MATERIAL SHOWN START

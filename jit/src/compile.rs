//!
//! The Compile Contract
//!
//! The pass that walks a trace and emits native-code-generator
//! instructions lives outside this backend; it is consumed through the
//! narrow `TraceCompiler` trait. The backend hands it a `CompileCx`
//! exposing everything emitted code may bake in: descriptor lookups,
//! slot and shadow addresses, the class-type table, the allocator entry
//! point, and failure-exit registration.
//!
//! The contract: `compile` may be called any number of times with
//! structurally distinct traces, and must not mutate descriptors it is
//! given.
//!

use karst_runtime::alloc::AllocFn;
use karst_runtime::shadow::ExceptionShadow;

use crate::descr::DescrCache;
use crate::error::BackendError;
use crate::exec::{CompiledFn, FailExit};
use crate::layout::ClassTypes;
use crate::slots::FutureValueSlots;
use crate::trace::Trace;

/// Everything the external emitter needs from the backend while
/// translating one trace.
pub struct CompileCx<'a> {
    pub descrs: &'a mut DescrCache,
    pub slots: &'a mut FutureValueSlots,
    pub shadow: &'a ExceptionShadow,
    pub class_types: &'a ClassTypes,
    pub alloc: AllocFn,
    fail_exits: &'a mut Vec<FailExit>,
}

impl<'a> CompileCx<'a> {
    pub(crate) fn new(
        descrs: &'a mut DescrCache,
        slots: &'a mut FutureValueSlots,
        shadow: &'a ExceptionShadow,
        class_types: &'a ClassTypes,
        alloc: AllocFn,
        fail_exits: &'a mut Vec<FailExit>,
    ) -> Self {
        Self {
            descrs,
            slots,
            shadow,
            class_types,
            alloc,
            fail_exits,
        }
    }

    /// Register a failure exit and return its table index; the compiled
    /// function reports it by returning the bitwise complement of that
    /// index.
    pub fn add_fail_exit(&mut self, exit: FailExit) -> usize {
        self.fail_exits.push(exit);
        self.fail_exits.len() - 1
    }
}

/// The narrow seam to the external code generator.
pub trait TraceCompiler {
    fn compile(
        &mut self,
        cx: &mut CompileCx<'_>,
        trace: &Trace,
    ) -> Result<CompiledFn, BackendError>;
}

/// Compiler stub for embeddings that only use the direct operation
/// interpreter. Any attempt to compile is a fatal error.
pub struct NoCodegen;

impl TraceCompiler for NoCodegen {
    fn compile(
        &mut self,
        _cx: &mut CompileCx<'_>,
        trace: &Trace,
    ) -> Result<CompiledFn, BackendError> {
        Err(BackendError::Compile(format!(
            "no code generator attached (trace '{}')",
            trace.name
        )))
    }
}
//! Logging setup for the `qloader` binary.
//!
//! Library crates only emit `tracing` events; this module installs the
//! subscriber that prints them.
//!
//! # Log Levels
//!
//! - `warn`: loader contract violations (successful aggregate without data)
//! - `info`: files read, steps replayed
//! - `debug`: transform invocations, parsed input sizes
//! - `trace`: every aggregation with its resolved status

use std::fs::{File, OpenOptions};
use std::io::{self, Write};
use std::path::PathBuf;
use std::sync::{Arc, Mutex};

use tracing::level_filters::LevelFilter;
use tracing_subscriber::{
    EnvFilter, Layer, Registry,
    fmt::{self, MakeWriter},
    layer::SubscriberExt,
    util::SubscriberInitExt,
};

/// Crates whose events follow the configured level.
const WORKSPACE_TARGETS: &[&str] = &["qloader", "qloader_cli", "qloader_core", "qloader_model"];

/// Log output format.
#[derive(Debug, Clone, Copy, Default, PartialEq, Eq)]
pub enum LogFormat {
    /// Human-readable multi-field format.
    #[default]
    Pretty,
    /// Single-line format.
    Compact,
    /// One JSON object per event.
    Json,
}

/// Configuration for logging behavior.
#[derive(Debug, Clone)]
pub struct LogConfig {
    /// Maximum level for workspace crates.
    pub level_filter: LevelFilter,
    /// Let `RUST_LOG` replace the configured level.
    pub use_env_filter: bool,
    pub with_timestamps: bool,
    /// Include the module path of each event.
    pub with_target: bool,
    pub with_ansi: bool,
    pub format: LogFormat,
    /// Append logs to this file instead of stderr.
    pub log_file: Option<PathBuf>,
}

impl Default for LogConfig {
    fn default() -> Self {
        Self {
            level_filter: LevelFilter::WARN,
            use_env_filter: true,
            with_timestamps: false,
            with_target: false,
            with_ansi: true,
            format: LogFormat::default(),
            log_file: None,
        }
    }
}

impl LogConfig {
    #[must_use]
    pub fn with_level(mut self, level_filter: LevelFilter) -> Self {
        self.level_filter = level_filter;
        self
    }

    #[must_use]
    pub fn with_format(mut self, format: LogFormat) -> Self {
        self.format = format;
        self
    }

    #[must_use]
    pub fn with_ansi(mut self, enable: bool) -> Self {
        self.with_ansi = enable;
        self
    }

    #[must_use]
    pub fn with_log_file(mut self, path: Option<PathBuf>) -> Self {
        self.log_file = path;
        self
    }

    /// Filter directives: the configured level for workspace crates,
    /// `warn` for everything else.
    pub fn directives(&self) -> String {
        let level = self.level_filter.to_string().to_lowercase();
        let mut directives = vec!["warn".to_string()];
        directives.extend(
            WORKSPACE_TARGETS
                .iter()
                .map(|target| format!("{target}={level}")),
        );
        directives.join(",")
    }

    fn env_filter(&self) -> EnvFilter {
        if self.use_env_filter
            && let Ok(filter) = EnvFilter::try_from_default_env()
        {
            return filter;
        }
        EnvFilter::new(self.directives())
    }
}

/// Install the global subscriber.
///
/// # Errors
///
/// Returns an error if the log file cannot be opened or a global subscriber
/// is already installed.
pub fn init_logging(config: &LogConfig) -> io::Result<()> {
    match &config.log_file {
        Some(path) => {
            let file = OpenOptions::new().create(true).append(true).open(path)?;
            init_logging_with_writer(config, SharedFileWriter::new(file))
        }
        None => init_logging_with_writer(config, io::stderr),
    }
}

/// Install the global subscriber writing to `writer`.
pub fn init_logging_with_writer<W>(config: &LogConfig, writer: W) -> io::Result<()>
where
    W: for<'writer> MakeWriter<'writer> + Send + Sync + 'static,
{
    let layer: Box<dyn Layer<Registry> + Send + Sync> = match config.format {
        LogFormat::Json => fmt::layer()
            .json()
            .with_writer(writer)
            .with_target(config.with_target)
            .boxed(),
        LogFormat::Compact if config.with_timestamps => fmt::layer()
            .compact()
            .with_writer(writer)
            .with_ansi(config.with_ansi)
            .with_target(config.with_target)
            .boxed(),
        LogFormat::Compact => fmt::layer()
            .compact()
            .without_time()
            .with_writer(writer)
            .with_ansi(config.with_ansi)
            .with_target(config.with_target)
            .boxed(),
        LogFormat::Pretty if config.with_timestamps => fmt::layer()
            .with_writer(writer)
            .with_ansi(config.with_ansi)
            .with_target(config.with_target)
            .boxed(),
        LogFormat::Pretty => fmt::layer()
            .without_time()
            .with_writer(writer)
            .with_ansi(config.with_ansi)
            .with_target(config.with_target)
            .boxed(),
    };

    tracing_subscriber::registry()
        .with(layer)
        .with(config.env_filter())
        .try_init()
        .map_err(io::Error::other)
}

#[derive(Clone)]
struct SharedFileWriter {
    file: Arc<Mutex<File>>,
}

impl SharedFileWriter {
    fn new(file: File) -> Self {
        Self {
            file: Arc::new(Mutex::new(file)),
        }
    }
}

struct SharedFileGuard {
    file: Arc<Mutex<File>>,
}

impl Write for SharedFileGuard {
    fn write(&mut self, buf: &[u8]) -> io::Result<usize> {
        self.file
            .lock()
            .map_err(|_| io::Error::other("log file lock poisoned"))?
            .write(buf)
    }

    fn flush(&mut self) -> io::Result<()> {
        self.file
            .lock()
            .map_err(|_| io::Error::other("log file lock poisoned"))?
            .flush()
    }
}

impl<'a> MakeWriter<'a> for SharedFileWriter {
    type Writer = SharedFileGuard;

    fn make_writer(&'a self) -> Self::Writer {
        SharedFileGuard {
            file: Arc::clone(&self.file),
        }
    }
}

MATERIAL SHOWN END

TASK TO CARRY OUT :: The answer must be every line of the listing that holds the word "enable".

SOLUTION TO THIS EXERCISE ::
    pub fn with_ansi(mut self, enable: bool) -> Self {
        self.with_ansi = enable;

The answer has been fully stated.